Burka ya da çıplaklık
Yıllar önce vefat etti. Memleketini
terk etmek zorunda kalan bir Afgan arkadaşım vardı. Babası askeri diplomat ve
kendisi bilgili, bilinçli bir insan olduğu için olan bitenin farkında bir
insandı. Ülkesinin elleri kolları bağlı vaziyette kıymetli maden rezervinin
nasıl çalındığından, küresel hırsızlıktan, gasptan, talandan bahsederken göz
çukurlarına dolan hınç ve kahır bir çay içimi paylaştığımız mekâna taşardı. Aslında
sevdiği bir mesleği vardı. Doktordu. Fakat ağır şartlara maruz kalmış kaderi
gereği, çok sevdiği mesleğini, ancak sivil anlamda yakınlarına karşı icra
edebilmişti. Bilgi ve bilinç düzeyi yüksek bir Afganlıydı.

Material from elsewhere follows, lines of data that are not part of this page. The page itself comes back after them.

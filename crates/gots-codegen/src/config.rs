//! Generator configuration.
//!
//! A [`Config`] is validated once, before any unit is processed, and then
//! shared immutably by the mapper, the field resolver and the emitter.

use indexmap::IndexMap;
use serde::Deserialize;

use crate::error::{Error, Result};

pub const DEFAULT_HEADER: &str = "Code generated by gots. DO NOT EDIT.";
pub const DEFAULT_FALLBACK: &str = "unknown";
pub const DEFAULT_INDENT_WIDTH: usize = 2;

/// Exact-name mappings from Go type names to TypeScript expressions.
///
/// Keys are either package-qualified (`time.Time`, `uuid.NullUUID`) or local
/// declaration names. Rules keep the order they were added in, and a name
/// may be mapped only once.
///
/// ```
/// use gots_codegen::OverrideRules;
///
/// let rules = OverrideRules::from_rules([
///     ("time.Time", "string"),
///     ("uuid.NullUUID", "string"),
/// ]).unwrap();
/// assert_eq!(rules.get("time.Time"), Some("string"));
///
/// let conflict = OverrideRules::from_rules([("time.Time", "string"), ("time.Time", "Date")]);
/// assert!(conflict.is_err());
/// ```
#[derive(Debug, Clone, Default, PartialEq, Eq)]
pub struct OverrideRules {
    mappings: IndexMap<String, String>,
}

impl OverrideRules {
    pub fn new() -> Self {
        Self::default()
    }

    pub fn from_rules<I, K, V>(rules: I) -> Result<Self>
    where
        I: IntoIterator<Item = (K, V)>,
        K: Into<String>,
        V: Into<String>,
    {
        let mut overrides = Self::new();
        for (name, expr) in rules {
            overrides.insert(name, expr)?;
        }
        Ok(overrides)
    }

    /// Add a rule. Mapping a name twice is a conflict, even to the same
    /// expression.
    pub fn insert(&mut self, name: impl Into<String>, expr: impl Into<String>) -> Result<()> {
        let name = name.into();
        if self.mappings.contains_key(&name) {
            return Err(Error::UnresolvedOverrideConflict { name });
        }
        self.mappings.insert(name, expr.into());
        Ok(())
    }

    pub fn get(&self, name: &str) -> Option<&str> {
        self.mappings.get(name).map(String::as_str)
    }

    pub fn contains(&self, name: &str) -> bool {
        self.mappings.contains_key(name)
    }

    pub fn remove(&mut self, name: &str) -> Option<String> {
        self.mappings.shift_remove(name)
    }

    pub fn len(&self) -> usize {
        self.mappings.len()
    }

    pub fn is_empty(&self) -> bool {
        self.mappings.is_empty()
    }

    pub fn iter(&self) -> impl Iterator<Item = (&str, &str)> {
        self.mappings.iter().map(|(k, v)| (k.as_str(), v.as_str()))
    }
}

/// The expression substituted for references that cannot be resolved.
#[derive(Debug, Clone, PartialEq, Eq)]
pub struct FallbackPolicy {
    expr: String,
}

impl FallbackPolicy {
    pub fn new(expr: impl Into<String>) -> Self {
        Self { expr: expr.into() }
    }

    pub fn expr(&self) -> &str {
        &self.expr
    }
}

impl Default for FallbackPolicy {
    fn default() -> Self {
        Self::new(DEFAULT_FALLBACK)
    }
}

/// Which source comments survive into the output.
#[derive(Debug, Clone, Copy, Default, PartialEq, Eq, Deserialize)]
#[serde(rename_all = "lowercase")]
pub enum CommentMode {
    /// Doc and inline comments everywhere.
    #[default]
    Default,
    /// Doc comments, and inline comments on fields only.
    Types,
    None,
}

impl CommentMode {
    pub fn keeps_docs(self) -> bool {
        self != CommentMode::None
    }

    pub fn keeps_field_comments(self) -> bool {
        self != CommentMode::None
    }

    pub fn keeps_const_comments(self) -> bool {
        self == CommentMode::Default
    }
}

/// Naming convention for fields without a naming tag.
#[derive(Debug, Clone, Copy, Default, PartialEq, Eq, Deserialize)]
#[serde(rename_all = "lowercase")]
pub enum Flavor {
    /// Keep the Go field name, as `encoding/json` does.
    #[default]
    Default,
    /// Lower-case the Go field name, as `gopkg.in/yaml` does.
    Yaml,
}

impl Flavor {
    pub fn member_name(self, source_name: &str) -> String {
        match self {
            Flavor::Default => source_name.to_string(),
            Flavor::Yaml => source_name.to_lowercase(),
        }
    }
}

/// How a constant group with a synthesized alias is written.
#[derive(Debug, Clone, Copy, Default, PartialEq, Eq, Deserialize)]
#[serde(rename_all = "lowercase")]
pub enum ConstStyle {
    /// `export type Role = string;` and bindings typed `Role`.
    #[default]
    Alias,
    /// Untyped bindings and `export type Role = typeof A | typeof B;`.
    Union,
    /// `export enum Role { ... }`. Groups holding booleans keep the alias
    /// style.
    Enum,
}

/// Options for one output target.
///
/// ```
/// use gots_codegen::{Config, Flavor};
///
/// let config = Config::new()
///     .with_fallback_type("any")
///     .with_indent_width(4)
///     .with_flavor(Flavor::Yaml);
/// config.validate().unwrap();
/// assert_eq!(config.fallback().expr(), "any");
/// ```
#[derive(Debug, Clone, PartialEq, Eq)]
pub struct Config {
    overrides: OverrideRules,
    fallback: FallbackPolicy,
    indent_width: usize,
    header: String,
    group_constants: bool,
    const_style: ConstStyle,
    frontmatter: Option<String>,
    preserve_comments: CommentMode,
    flavor: Flavor,
}

impl Default for Config {
    fn default() -> Self {
        Self {
            overrides: OverrideRules::new(),
            fallback: FallbackPolicy::default(),
            indent_width: DEFAULT_INDENT_WIDTH,
            header: DEFAULT_HEADER.to_string(),
            group_constants: true,
            const_style: ConstStyle::Alias,
            frontmatter: None,
            preserve_comments: CommentMode::Default,
            flavor: Flavor::Default,
        }
    }
}

impl Config {
    pub fn new() -> Self {
        Self::default()
    }

    pub fn with_overrides(mut self, overrides: OverrideRules) -> Self {
        self.overrides = overrides;
        self
    }

    pub fn with_fallback_type(mut self, expr: impl Into<String>) -> Self {
        self.fallback = FallbackPolicy::new(expr);
        self
    }

    pub fn with_indent_width(mut self, width: usize) -> Self {
        self.indent_width = width;
        self
    }

    /// Header template. Each line is written as a `//` comment and
    /// `{version}` expands to the generator version.
    pub fn with_header(mut self, template: impl Into<String>) -> Self {
        self.header = template.into();
        self
    }

    pub fn with_group_constants(mut self, enabled: bool) -> Self {
        self.group_constants = enabled;
        self
    }

    pub fn with_const_style(mut self, style: ConstStyle) -> Self {
        self.const_style = style;
        self
    }

    /// Text written verbatim after the header, typically imports.
    pub fn with_frontmatter(mut self, frontmatter: impl Into<String>) -> Self {
        self.frontmatter = Some(frontmatter.into());
        self
    }

    pub fn with_preserve_comments(mut self, mode: CommentMode) -> Self {
        self.preserve_comments = mode;
        self
    }

    pub fn with_flavor(mut self, flavor: Flavor) -> Self {
        self.flavor = flavor;
        self
    }

    pub fn overrides(&self) -> &OverrideRules {
        &self.overrides
    }

    pub(crate) fn overrides_mut(&mut self) -> &mut OverrideRules {
        &mut self.overrides
    }

    pub fn fallback(&self) -> &FallbackPolicy {
        &self.fallback
    }

    pub fn indent_width(&self) -> usize {
        self.indent_width
    }

    pub fn group_constants(&self) -> bool {
        self.group_constants
    }

    pub fn const_style(&self) -> ConstStyle {
        self.const_style
    }

    pub fn frontmatter(&self) -> Option<&str> {
        self.frontmatter.as_deref()
    }

    pub fn preserve_comments(&self) -> CommentMode {
        self.preserve_comments
    }

    pub fn flavor(&self) -> Flavor {
        self.flavor
    }

    /// Check everything that can be checked before any input is seen.
    pub fn validate(&self) -> Result<()> {
        if self.indent_width == 0 {
            return Err(Error::InvalidConfig("indent width must be at least 1".to_string()));
        }
        if self.fallback.expr().trim().is_empty() {
            return Err(Error::InvalidConfig("fallback type must not be empty".to_string()));
        }
        for (name, expr) in self.overrides.iter() {
            if name.trim().is_empty() {
                return Err(Error::InvalidConfig("override rule with an empty type name".to_string()));
            }
            if expr.trim().is_empty() {
                return Err(Error::InvalidConfig(format!("override rule for `{name}` has an empty expression")));
            }
        }
        self.render_header().map(|_| ())
    }

    /// Expand the header template into `// ` prefixed lines.
    pub fn render_header(&self) -> Result<String> {
        let mut expanded = String::new();
        let mut rest = self.header.as_str();
        while let Some(open) = rest.find('{') {
            expanded.push_str(&rest[..open]);
            let after = &rest[open + 1..];
            let close = after
                .find('}')
                .ok_or_else(|| Error::InvalidConfig(format!("unclosed placeholder in header `{}`", self.header)))?;
            match &after[..close] {
                "version" => expanded.push_str(env!("CARGO_PKG_VERSION")),
                other => {
                    return Err(Error::InvalidConfig(format!("unknown header placeholder `{{{other}}}`")));
                }
            }
            rest = &after[close + 1..];
        }
        expanded.push_str(rest);

        let mut out = String::new();
        for line in expanded.lines() {
            if line.is_empty() {
                out.push_str("//\n");
            } else {
                out.push_str("// ");
                out.push_str(line);
                out.push('\n');
            }
        }
        Ok(out)
    }
}
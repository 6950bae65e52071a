pub mod generate;
pub mod render;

Şimdi olsaydı ülkesine dönmek ister miydi, bilmiyorum. Fakat küresel veya
yerel bütün işgallerden, talandan, maddi manevi sömürüden kurtulmalarını ne çok
isteriz. İşgal ve talanın yabancısı bir başka, yerlisi daha bir başkadır,
bilirsiniz.
Bu arada yine en çok kadın üzerinden yürütülen bir algı var. Kadın konusu
insan üst çatısının altına, erkekle beraber sığdırılamıyor, biliyorsunuz.

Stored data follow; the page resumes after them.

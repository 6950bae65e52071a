//! `gots.yaml` loading.
//!
//! ```yaml
//! packages:
//!   - path: build/resolved/models.json
//!     output_path: web/src/models
//!     type_mappings:
//!       time.Time: string
//!       uuid.NullUUID: "string | null"
//!     fallback_type: unknown
//!     exclude_files: [legacy.go]
//!     const_style: union
//! ```

use std::fmt;
use std::fs;
use std::path::{Path, PathBuf};

use gots_codegen::{CommentMode, Config, ConstStyle, Flavor, OverrideRules};
use serde::de::{self, Deserializer, MapAccess, Visitor};
use serde::Deserialize;

use crate::error::{CliError, Result};

const DEFAULT_OUTPUT_FILENAME: &str = "index.ts";

#[derive(Debug, Default, Deserialize)]
#[serde(deny_unknown_fields)]
pub struct FileConfig {
    #[serde(default)]
    pub packages: Vec<PackageConfig>,
}

#[derive(Debug, Default, Deserialize)]
#[serde(default, deny_unknown_fields)]
pub struct PackageConfig {
    /// A resolved package document, or a directory of them.
    pub path: PathBuf,
    pub output_path: Option<PathBuf>,
    pub indent: Option<usize>,
    pub type_mappings: TypeMappings,
    pub fallback_type: Option<String>,
    pub frontmatter: Option<String>,
    pub include_files: Vec<String>,
    pub exclude_files: Vec<String>,
    pub flavor: Flavor,
    pub preserve_comments: CommentMode,
    pub group_constants: Option<bool>,
    pub const_style: ConstStyle,
    pub header: Option<String>,
}

/// `type_mappings` entries in file order, duplicates included, so that a
/// name mapped twice surfaces as an override conflict.
#[derive(Debug, Default, Clone, PartialEq, Eq)]
pub struct TypeMappings(pub Vec<(String, String)>);

impl<'de> Deserialize<'de> for TypeMappings {
    fn deserialize<D: Deserializer<'de>>(deserializer: D) -> std::result::Result<Self, D::Error> {
        struct MappingsVisitor;

        impl<'de> Visitor<'de> for MappingsVisitor {
            type Value = TypeMappings;

            fn expecting(&self, f: &mut fmt::Formatter<'_>) -> fmt::Result {
                f.write_str("a map of Go type names to TypeScript expressions")
            }

            fn visit_unit<E: de::Error>(self) -> std::result::Result<Self::Value, E> {
                Ok(TypeMappings::default())
            }

            fn visit_map<A: MapAccess<'de>>(self, mut map: A) -> std::result::Result<Self::Value, A::Error> {
                let mut entries = Vec::new();
                while let Some(entry) = map.next_entry::<String, String>()? {
                    entries.push(entry);
                }
                Ok(TypeMappings(entries))
            }
        }

        deserializer.deserialize_map(MappingsVisitor)
    }
}

impl PackageConfig {
    /// Build and validate the generator configuration for this package.
    pub fn to_codegen_config(&self) -> Result<Config> {
        if self.path.as_os_str().is_empty() {
            return Err(gots_codegen::Error::InvalidConfig("package entry without a `path`".to_string()).into());
        }

        let overrides = OverrideRules::from_rules(self.type_mappings.0.iter().cloned())?;
        let mut config = Config::new()
            .with_overrides(overrides)
            .with_flavor(self.flavor)
            .with_preserve_comments(self.preserve_comments)
            .with_const_style(self.const_style);
        if let Some(indent) = self.indent {
            config = config.with_indent_width(indent);
        }
        if let Some(fallback) = &self.fallback_type {
            config = config.with_fallback_type(fallback.as_str());
        }
        if let Some(frontmatter) = &self.frontmatter {
            config = config.with_frontmatter(frontmatter.as_str());
        }
        if let Some(group) = self.group_constants {
            config = config.with_group_constants(group);
        }
        if let Some(header) = &self.header {
            config = config.with_header(header.as_str());
        }

        config.validate()?;
        Ok(config)
    }

    /// Exclusions win; when includes are listed only those files are kept.
    /// Both match the base name of the Go file.
    pub fn is_file_ignored(&self, file_name: &str) -> bool {
        let base = Path::new(file_name)
            .file_name()
            .and_then(|name| name.to_str())
            .unwrap_or(file_name);
        if self.exclude_files.iter().any(|f| f == base) {
            return true;
        }
        !self.include_files.is_empty() && !self.include_files.iter().any(|f| f == base)
    }

    /// `output_path`, or `index.ts` inside it when it is not a `.ts` file;
    /// without one, `index.ts` next to the input.
    pub fn resolved_output_path(&self) -> PathBuf {
        match &self.output_path {
            Some(path) if path.extension().is_some_and(|ext| ext == "ts") => path.clone(),
            Some(dir) => dir.join(DEFAULT_OUTPUT_FILENAME),
            None => {
                let dir = if self.path.is_dir() {
                    self.path.as_path()
                } else {
                    self.path.parent().unwrap_or(Path::new(""))
                };
                dir.join(DEFAULT_OUTPUT_FILENAME)
            }
        }
    }
}

pub fn load(path: &Path) -> Result<FileConfig> {
    let text = fs::read_to_string(path).map_err(|source| CliError::Read {
        path: path.to_path_buf(),
        source,
    })?;
    serde_yaml::from_str(&text).map_err(|source| CliError::Config {
        path: path.to_path_buf(),
        source,
    })
}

Muhtemelen insandan farklı, alt insan, ikinci sınıf insan olarak düşünülme
aşamasında olduğu için ayrıca mevzu olma hassasiyetini koruyor.

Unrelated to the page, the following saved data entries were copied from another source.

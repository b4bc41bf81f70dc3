//! Hashing primitives for the TerraQuest ledger.
//!
//! Provides the canonical JSON encoder whose bytes feed the block hash, the
//! SHA-256 block hasher, and the hash-chain verifier used by the ledger's
//! tamper check.
//!
//! Hashing is plain SHA-256 from the `sha2` crate; nothing here is custom
//! cryptography.

pub mod canonical;
pub mod chain;
pub mod hasher;

pub use canonical::{CanonicalEncoder, EncodeError};
pub use chain::{ChainError, HashChainVerifier, HashLinked};
pub use hasher::BlockHasher;
/// Errors from chain store operations.
#[derive(Debug, thiserror::Error)]
pub enum StoreError {
    /// The store holds no blocks yet.
    #[error("store is empty")]
    EmptyStore,

    /// Another writer appended since the caller read the tip.
    #[error("tip moved: expected {expected:?}, found {actual:?}")]
    TipMoved {
        expected: Option<u64>,
        actual: Option<u64>,
    },

    /// The block does not sit directly on the expected tip.
    #[error("block height {got} does not follow tip (expected height {expected})")]
    HeightMismatch { expected: u64, got: u64 },

    /// Error from the SQLite backend.
    #[error("database error: {0}")]
    Database(#[from] rusqlite::Error),

    /// A stored value could not be converted.
    #[error("serialization error: {0}")]
    Serialization(String),

    /// A lock guarding the store was poisoned by a panicking writer.
    #[error("store lock poisoned")]
    LockPoisoned,
}

impl StoreError {
    /// Returns `true` if the failure was a lost race on the tip.
    pub fn is_tip_moved(&self) -> bool {
        matches!(self, Self::TipMoved { .. })
    }
}

/// Result alias for store operations.
pub type StoreResult<T> = Result<T, StoreError>;
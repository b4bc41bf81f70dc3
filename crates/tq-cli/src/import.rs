use std::collections::HashMap;

use anyhow::{bail, Context};
use serde_json::Value;
use tq_types::{Activity, Campaign, CampaignTier};

/// Parse generated campaigns from either `{"campaigns": [...]}` or a bare
/// JSON list. Every entry is validated before any is returned.
pub fn parse_campaigns(text: &str) -> anyhow::Result<Vec<Campaign>> {
    let value: Value = serde_json::from_str(text).context("campaign file is not valid JSON")?;
    let list = match value {
        Value::Array(items) => items,
        Value::Object(mut map) => match map.remove("campaigns") {
            Some(Value::Array(items)) => items,
            _ => bail!("expected a \"campaigns\" list"),
        },
        _ => bail!("expected a list of campaigns"),
    };

    list.into_iter()
        .enumerate()
        .map(|(i, item)| {
            let campaign: Campaign =
                serde_json::from_value(item).with_context(|| format!("campaign #{}", i + 1))?;
            campaign
                .validate()
                .with_context(|| format!("campaign #{}", i + 1))?;
            Ok(campaign)
        })
        .collect()
}

/// Difficulty band of every known activity, keyed by id.
pub fn tiers_by_id<'a>(
    activities: impl IntoIterator<Item = &'a Activity>,
) -> HashMap<String, CampaignTier> {
    activities
        .into_iter()
        .map(|a| (a.id.clone(), a.tier()))
        .collect()
}

/// Ids in `campaign` whose activity falls in a different band than the
/// campaign's tier. Ids not in `tiers` are skipped.
pub fn tier_mismatches<'c>(
    campaign: &'c Campaign,
    tiers: &HashMap<String, CampaignTier>,
) -> Vec<&'c str> {
    campaign
        .activities
        .iter()
        .filter(|id| tiers.get(id.as_str()).is_some_and(|tier| *tier != campaign.tier))
        .map(String::as_str)
        .collect()
}
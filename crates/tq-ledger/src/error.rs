use tq_crypto::EncodeError;
use tq_store::StoreError;
use tq_types::{TypeError, ValidationError};

/// Errors produced by ledger operations.
#[derive(Debug, thiserror::Error)]
pub enum LedgerError {
    /// Input rejected before anything was hashed.
    #[error("invalid input: {0}")]
    Validation(#[from] ValidationError),

    /// The ledger has no genesis block yet.
    #[error("ledger is empty; initialize it first")]
    EmptyStore,

    /// Every compare-and-append attempt lost a race on the tip.
    #[error("append failed after {attempts} attempts: tip kept moving")]
    AppendFailed { attempts: u32 },

    #[error("encoding error: {0}")]
    Encoding(#[from] EncodeError),

    /// A stored payload does not match its schema.
    #[error("decode error: {0}")]
    Decode(#[from] TypeError),

    #[error("store error: {0}")]
    Store(StoreError),
}

impl From<StoreError> for LedgerError {
    fn from(err: StoreError) -> Self {
        match err {
            StoreError::EmptyStore => Self::EmptyStore,
            other => Self::Store(other),
        }
    }
}

impl LedgerError {
    /// Field named by a validation failure.
    pub fn field(&self) -> Option<&str> {
        match self {
            Self::Validation(v) => Some(&v.field),
            _ => None,
        }
    }
}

Malum Taliban yorumunun İslam'la özdeşleştirilmesiyle beraber, “Bakın bu
din işte böyle ve bunlara engel olmazsak bizim de sonumuz bu!” şeklinde bir yaklaşım
dünyadan daha hızla dönüyor, döndürülüyor.
Bir kere kadını ezmeyi denemeyen hiçbir din yorumuna, ideoloji yorumuna
rastlamadım. Yorumuna rastlasam pratiğine rastlamadım. Daha evvelsi gün Sinema
Akademisi workshopları için bulunduğum Gaziantep’te güzel bir camiye doğru
hızla namaza ilerlerken, elinde tesbih, sakalını oynata oynata konuşan bir
vatandaş, azarlamacı bir sesle önce camiden ayrı ters bir köşeye yaptırılmış
bayan namaz kılma yerine beni adeta kovdu. Yetmedi. Çıkınca o köhne, o eski
halılı ve yine malum fazlalık eşya deposu gibi de kullanılan bölümün kapısını,
namaz kılarken kapamamış olduğum, iş bu vesile mahremiyete dikkat etmemiş
olduğum için ve “sen bir kadınsın üstelik, bir mümin olarak ben seni
uyarıyorum” diye diye söylendi. Ve biz Taliban’ın filan olmadığı bir ülkede
yıllardır bu tiplerce tersinden tacize uğruyoruz.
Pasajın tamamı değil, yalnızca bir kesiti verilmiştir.